How to complete this task ▸ Search the material for the word "println" and copy every line in which it occurs.
Segment Start: Input
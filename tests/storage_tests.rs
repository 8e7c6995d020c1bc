// REAL Storage Tests
// Wallet store on a temporary RocksDB: encodings, atomic batches and key layout.

use std::collections::{BTreeMap, HashMap};

use tempfile::TempDir;

use ctcwallet::{
    storage::{KeySpace, Store},
    WalletError,
};

fn open() -> (TempDir, Store) {
    let dir = TempDir::new().expect("Failed to create temp dir");
    let store = Store::open(dir.path().join("db").to_str().expect("utf8 path")).expect("Failed to open store");
    (dir, store)
}

#[test]
fn test_store_encodings() {
    println!("🧪 Testing bincode, JSON and raw values...");
    let (_dir, store) = open();

    store.put("height", &42u64).expect("put");
    assert_eq!(store.get::<u64>("height").expect("get"), Some(42));
    assert_eq!(store.get::<u64>("missing").expect("get"), None);

    store.put_raw("raw", &[1, 2, 3]).expect("put raw");
    assert_eq!(store.get_raw("raw").expect("get raw"), Some(vec![1, 2, 3]));

    let mut idx = BTreeMap::new();
    idx.insert("0x0000000000000000000000000000000000000000".to_string(), 17u64);
    let mut batch = store.batch();
    batch.put_json("gOutIndex", &idx);
    store.write_batch(batch).expect("write");
    let raw = store.get_raw("gOutIndex").expect("get").expect("present");
    assert!(raw.starts_with(b"{\""), "maps shared with other tools are JSON");
    assert_eq!(store.get_json::<BTreeMap<String, u64>>("gOutIndex").expect("json"), Some(idx));
    println!("  ✅ Each encoding reads back");

    // : compressed records written by older builds still load
    let packed = zstd::encode_all(&bincode::serialize(&vec![7u32, 8, 9]).expect("bincode")[..], 3).expect("zstd");
    store.put_raw("packed", &packed).expect("put");
    assert_eq!(store.get::<Vec<u32>>("packed").expect("get"), Some(vec![7, 8, 9]));

    store.put_raw("garbage", b"\xff").expect("put");
    assert!(store.get::<String>("garbage").is_err());
    println!("  ✅ Compressed records accepted, corrupt ones reported");
}

#[test]
fn test_batch_is_all_or_nothing() {
    println!("🧪 Testing atomic batch writes...");
    let (_dir, store) = open();
    store.put("keep", &1u64).expect("put");

    let mut batch = store.batch();
    batch.put("a", &1u64);
    batch.put("b", &2u64);
    batch.delete("keep");
    assert_eq!(batch.len(), 3);
    store.write_batch(batch).expect("write");
    assert_eq!(store.get::<u64>("b").expect("get"), Some(2));
    assert_eq!(store.get::<u64>("keep").expect("get"), None);

    // : a value JSON cannot encode poisons the whole batch
    let mut bad_map = HashMap::new();
    bad_map.insert([1u8, 2u8], 3u8);
    let mut batch = store.batch();
    batch.put("c", &3u64);
    batch.put_json("bad", &bad_map);
    batch.delete("a");
    assert!(matches!(store.write_batch(batch), Err(WalletError::BatchSaveFail(_))));
    assert_eq!(store.get::<u64>("c").expect("get"), None, "nothing of a failed batch is written");
    assert_eq!(store.get::<u64>("a").expect("get"), Some(1));
    println!("  ✅ Failed batches leave the store untouched");
}

#[test]
fn test_key_space_layout() {
    println!("🧪 Testing per-wallet key names...");
    let (_dir, store) = open();
    let alice = KeySpace::new(&[0xaa; 20]);
    let bob = KeySpace::new(&[0xbb; 20]);
    let hash = [0x01; 32];

    assert_eq!(alice.local_height(), format!("0x{}_localHeight", "aa".repeat(20)));
    assert_eq!(alice.transfer(3), format!("0x{}_transfers_3", "aa".repeat(20)));
    assert_eq!(alice.tx_keys(&hash), format!("0x{}_{}_txKeys", "aa".repeat(20), "01".repeat(32)));
    assert!(alice.utxo_tx(&hash).ends_with(&format!("utxoTx_{}", "01".repeat(32))));

    for n in 0..5 {
        store.put(&alice.transfer(n), &(n as u64)).expect("put");
    }
    store.put(&bob.transfer(0), &99u64).expect("put");
    store.put(&alice.local_height(), &5u64).expect("put");

    let alice_keys = store.keys_with_prefix(alice.prefix()).expect("scan");
    assert_eq!(alice_keys.len(), 6);
    assert!(alice_keys.iter().all(|k| k.starts_with(alice.prefix())));
    assert_eq!(store.keys_with_prefix(bob.prefix()).expect("scan"), vec![bob.transfer(0)]);
    println!("  ✅ Wallets sharing a store stay separate");

    store.close().expect("close");
}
Segment End: Input
Answer area ▸
    println!("🧪 Testing bincode, JSON and raw values...");
    println!("  ✅ Each encoding reads back");
    println!("  ✅ Compressed records accepted, corrupt ones reported");
    println!("🧪 Testing atomic batch writes...");
    println!("  ✅ Failed batches leave the store untouched");
    println!("🧪 Testing per-wallet key names...");
    println!("  ✅ Wallets sharing a store stay separate");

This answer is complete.